Introduction: Hunter syndrome (Mucopolysaccharidosis type II, MPS II) is a genetic disorder associated with deficiency of lysosomal enzyme iduronate­2­sulfatase and impairment of glycosaminoglycans (GAGs) metabolism. Hunter syndrome is well described in medical literature but less is known about heart failure. We are presenting a rare case of Hunter­syndrome with heart failure. Case Report: A 17­year­old boy presented to emergency department with chief complaint of dyspnea on exertion for last seven days. He also had history of progressive abdominal swelling since five years of age. On examination, he was tachypneic with raised jugular venous pressure and bilateral pitting pedal edema.
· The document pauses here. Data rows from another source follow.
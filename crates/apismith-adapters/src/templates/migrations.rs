//! Alembic environment and the prestart script.

use apismith_core::domain::{MigrationTool, Orm, RenderContext};

use super::{Rendered, Source};
use crate::catalog::ids;

pub(crate) fn env(ctx: &RenderContext<'_>) -> Rendered {
    let sqlmodel = ctx.config().orm() == Orm::SqlModel;
    let mut src = Source::new();

    src.block(
        r#"
import asyncio
from logging.config import fileConfig

from alembic import context
from sqlalchemy import pool
from sqlalchemy.engine import Connection
from sqlalchemy.ext.asyncio import async_engine_from_config
"#,
    );
    if sqlmodel {
        src.line("from sqlmodel import SQLModel");
    }
    src.blank().from(ctx.import(ids::CONFIG)?, "settings");
    if ctx.has(ids::DATABASE) {
        src.from(ctx.import(ids::DATABASE)?, "Base");
    }
    if ctx.has(ids::MODELS_PACKAGE) {
        src.from(ctx.import(ids::MODELS_PACKAGE)?, "User  # noqa: F401");
    }

    let metadata = if sqlmodel {
        "SQLModel.metadata"
    } else {
        "Base.metadata"
    };
    src.block(
        r#"

config = context.config
config.set_main_option("sqlalchemy.url", settings.DATABASE_URL.replace("%", "%%"))

if config.config_file_name is not None:
    fileConfig(config.config_file_name)

"#,
    )
    .line(format!("target_metadata = {metadata}"))
    .block(
        r#"


def run_migrations_offline() -> None:
    context.configure(
        url=settings.DATABASE_URL,
        target_metadata=target_metadata,
        literal_binds=True,
        dialect_opts={"paramstyle": "named"},
    )
    with context.begin_transaction():
        context.run_migrations()


def do_run_migrations(connection: Connection) -> None:
    context.configure(connection=connection, target_metadata=target_metadata)
    with context.begin_transaction():
        context.run_migrations()


async def run_async_migrations() -> None:
    connectable = async_engine_from_config(
        config.get_section(config.config_ini_section, {}),
        prefix="sqlalchemy.",
        poolclass=pool.NullPool,
    )
    async with connectable.connect() as connection:
        await connection.run_sync(do_run_migrations)
    await connectable.dispose()


def run_migrations_online() -> None:
    asyncio.run(run_async_migrations())


if context.is_offline_mode():
    run_migrations_offline()
else:
    run_migrations_online()
"#,
    );
    Ok(src.finish())
}

pub(crate) fn script(ctx: &RenderContext<'_>) -> Rendered {
    let mut src = Source::new();
    src.block(
        r#"
"""${message}

Revision ID: ${up_revision}
Revises: ${down_revision | comma,n}
Create Date: ${create_date}
"""
from collections.abc import Sequence

from alembic import op
import sqlalchemy as sa
"#,
    );
    if ctx.config().orm() == Orm::SqlModel {
        src.line("import sqlmodel");
    }
    src.block(
        r#"
${imports if imports else ""}

revision: str = ${repr(up_revision)}
down_revision: str | None = ${repr(down_revision)}
branch_labels: str | Sequence[str] | None = ${repr(branch_labels)}
depends_on: str | Sequence[str] | None = ${repr(depends_on)}


def upgrade() -> None:
    ${upgrades if upgrades else "pass"}


def downgrade() -> None:
    ${downgrades if downgrades else "pass"}
"#,
    );
    Ok(src.finish())
}

pub(crate) fn ini(_: &RenderContext<'_>) -> Rendered {
    Ok(Source::new()
        .block(
            r#"
[alembic]
script_location = migrations
prepend_sys_path = .
file_template = %%(year)d%%(month).2d%%(day).2d_%%(rev)s_%%(slug)s
# The connection URL is read from the application settings.
sqlalchemy.url =

[loggers]
keys = root,sqlalchemy,alembic

[handlers]
keys = console

[formatters]
keys = generic

[logger_root]
level = WARN
handlers = console
qualname =

[logger_sqlalchemy]
level = WARN
handlers =
qualname = sqlalchemy.engine

[logger_alembic]
level = INFO
handlers =
qualname = alembic

[handler_console]
class = StreamHandler
args = (sys.stderr,)
level = NOTSET
formatter = generic

[formatter_generic]
format = %(levelname)-5.5s [%(name)s] %(message)s
datefmt = %H:%M:%S
"#,
        )
        .finish())
}

/// Keeps the empty versions directory under version control.
pub(crate) fn versions_keep(_: &RenderContext<'_>) -> Rendered {
    Ok(String::new())
}

pub(crate) fn prestart(ctx: &RenderContext<'_>) -> Rendered {
    let upgrade = match ctx.config().migration_tool() {
        MigrationTool::Aerich => "aerich upgrade",
        _ => "alembic upgrade head",
    };
    Ok(Source::new()
        .line("#!/usr/bin/env bash")
        .line("set -euo pipefail")
        .blank()
        .line(r#"cd "$(dirname "$0")/..""#)
        .blank()
        .line(r#"echo "Applying database migrations""#)
        .line(upgrade)
        .finish())
}
//! Tracing subscriber initialisation.
//!
//! Only the CLI crate calls [`init_logging`]; `apismith-core` and
//! `apismith-adapters` only *emit* spans and events.
//!
//! # Verbosity mapping
//!
//! | Flag(s)  | Filter level |
//! |----------|--------------|
//! | (none)   | WARN         |
//! | `-v`     | INFO         |
//! | `-vv`    | DEBUG        |
//! | `-vvv`   | TRACE        |
//! | `--quiet`| ERROR        |
//!
//! `RUST_LOG` overrides all of the above if set.

use std::io::IsTerminal as _;

use anyhow::Context as _;
use tracing_appender::non_blocking::WorkerGuard;
use tracing_subscriber::{EnvFilter, Layer, layer::SubscriberExt, util::SubscriberInitExt};

use crate::cli::GlobalArgs;

/// Initialise the global tracing subscriber.
///
/// Must be called exactly once, before any tracing macros fire. With
/// `--log-file` the returned guard flushes the file writer on drop and must
/// outlive every log call.
pub fn init_logging(args: &GlobalArgs) -> anyhow::Result<Option<WorkerGuard>> {
    let level = derive_level(args);
    let filter = EnvFilter::try_from_default_env().unwrap_or_else(|_| {
        EnvFilter::new(format!(
            "apismith={level},apismith_core={level},apismith_adapters={level}"
        ))
    });

    let use_ansi = !args.no_color && std::io::stderr().is_terminal();
    let stderr_layer = tracing_subscriber::fmt::layer()
        .with_target(false)
        .with_thread_ids(false)
        .with_file(false)
        .with_line_number(false)
        .with_ansi(use_ansi)
        .with_writer(std::io::stderr);

    let (file_layer, guard) = match &args.log_file {
        Some(path) => {
            let dir = path
                .parent()
                .filter(|p| !p.as_os_str().is_empty())
                .unwrap_or_else(|| std::path::Path::new("."));
            let name = path
                .file_name()
                .with_context(|| format!("log file path has no file name: {}", path.display()))?;
            std::fs::create_dir_all(dir)
                .with_context(|| format!("creating log directory {}", dir.display()))?;

            let appender = tracing_appender::rolling::never(dir, name);
            let (writer, guard) = tracing_appender::non_blocking(appender);
            let layer = tracing_subscriber::fmt::layer()
                .json()
                .with_current_span(true)
                .with_writer(writer)
                .boxed();
            (Some(layer), Some(guard))
        }
        None => (None, None),
    };

    tracing_subscriber::registry()
        .with(filter)
        .with(stderr_layer)
        .with(file_layer)
        .try_init()
        .map_err(|e| anyhow::anyhow!("Failed to initialise tracing: {e}"))?;

    Ok(guard)
}

/// Translate the verbosity counter + quiet flag to a level string.
fn derive_level(args: &GlobalArgs) -> &'static str {
    if args.quiet {
        return "error";
    }
    match args.verbose {
        0 => "warn",
        1 => "info",
        2 => "debug",
        _ => "trace",
    }
}
//! Command handlers. Each translates parsed arguments into core calls and
//! renders the result; no composition rules live here.

pub mod completions;
pub mod config;
pub mod init;
pub mod modules;
pub mod new;
pub mod sweep;
pub mod verify;

use apismith_adapters::{ProjectFile, load_project_file};
use apismith_core::domain::ProjectConfig;

use crate::{cli::ProjectArgs, config::AppConfig, error::CliResult};

/// Name used when a command generates a tree without a user-supplied name.
pub const PREVIEW_NAME: &str = "preview-api";

/// Flags as the highest-priority project file layer. Boolean switches only
/// ever turn their option on (or examples off), so an absent switch leaves
/// lower layers untouched.
fn flags_layer(args: &ProjectArgs) -> ProjectFile {
    ProjectFile {
        project_name: None,
        description: args.description.clone(),
        author_name: args.author_name.clone(),
        author_email: args.author_email.clone(),
        python_version: args.python_version,
        structure: args.structure,
        database: args.database,
        orm: args.orm,
        migration_tool: args.migration_tool,
        auth_method: args.auth_method,
        admin_panel: args.admin_panel.then_some(true),
        cache_backend: args.cache_backend,
        task_queue: args.task_queue,
        broker: args.broker,
        logging: args.logging,
        include_examples: args.no_examples.then_some(false),
        docker: args.docker.then_some(true),
        github_actions: args.github_actions.then_some(true),
        pre_commit: args.pre_commit.then_some(true),
    }
}

/// Merge configured defaults, the `--from` file and flags into a validated
/// project configuration.
///
/// `name` wins over a name in the file; without either the preview name is
/// used.
pub fn resolve_project(
    name: Option<&str>,
    args: &ProjectArgs,
    config: &AppConfig,
) -> CliResult<ProjectConfig> {
    let mut layered = config.defaults.as_project_file();
    if let Some(path) = &args.from {
        layered = layered.merge(load_project_file(path)?);
    }
    layered = layered.merge(flags_layer(args));

    if let Some(name) = name {
        layered.project_name = Some(name.to_string());
    }
    if layered.project_name.is_none() {
        layered.project_name = Some(PREVIEW_NAME.to_string());
    }

    tracing::debug!(?layered, "project options merged");
    Ok(layered.into_config()?)
}

#[cfg(test)]
mod tests {
    use super::*;
    use apismith_core::domain::{AuthMethod, Database, Orm, Structure};
    use tempfile::TempDir;

    #[test]
    fn flags_override_file_and_defaults() {
        let dir = TempDir::new().unwrap();
        let path = dir.path().join("project.toml");
        std::fs::write(
            &path,
            "project_name = \"from-file\"\nstructure = \"flat\"\nauth_method = \"session\"\n",
        )
        .unwrap();

        let args = ProjectArgs {
            from: Some(path),
            auth_method: Some(AuthMethod::Jwt),
            no_examples: true,
            ..ProjectArgs::default()
        };
        let config = resolve_project(None, &args, &AppConfig::default()).unwrap();

        assert_eq!(config.project_name(), "from-file");
        assert_eq!(config.structure(), Structure::Flat);
        assert_eq!(config.auth_method(), AuthMethod::Jwt);
        assert!(!config.include_examples());
        assert_eq!(config.database(), Database::Postgres);
    }

    #[test]
    fn configured_defaults_apply_when_nothing_else_is_set() {
        let mut app = AppConfig::default();
        app.defaults.structure = Structure::DomainDriven;
        app.defaults.database = Database::Sqlite;

        let config = resolve_project(Some("svc"), &ProjectArgs::default(), &app).unwrap();
        assert_eq!(config.structure(), Structure::DomainDriven);
        assert_eq!(config.database(), Database::Sqlite);
        assert_eq!(config.orm(), Orm::SqlAlchemy);
    }

    #[test]
    fn missing_name_falls_back_to_preview() {
        let config =
            resolve_project(None, &ProjectArgs::default(), &AppConfig::default()).unwrap();
        assert_eq!(config.project_name(), PREVIEW_NAME);
    }

    #[test]
    fn absent_switches_keep_file_values() {
        let dir = TempDir::new().unwrap();
        let path = dir.path().join("project.json");
        std::fs::write(&path, r#"{"docker": true, "include_examples": false}"#).unwrap();

        let args = ProjectArgs {
            from: Some(path),
            ..ProjectArgs::default()
        };
        let config = resolve_project(Some("svc"), &args, &AppConfig::default()).unwrap();
        assert!(config.docker());
        assert!(!config.include_examples());
    }
}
His head was dolicocephalic in shape with coarse facial features. His abdomen was distended with hepatosplenomegaly and an umbilical hernia. He has one younger brother with similar clinical profile and one normal younger sister. Suspecting mucopolysaccharidosis, we performed a skeletal survey. A lateral X­ray of the skull showed an enlarged and J­shaped sella turcica. Patient’s and his brother’s enzyme assays for iduronate­2­sulfatase were markedly low. Based on the clinicoradiological and enzyme assay diagnosis of Hunter syndrome (MPS II) was made. Conclusion: Various clinical and radiological features are typical of MPS II. A detailed clinical evaluation and radiological investigations help in diagnosis of MPS II. The enzyme assay is required to confirm the diagnosis.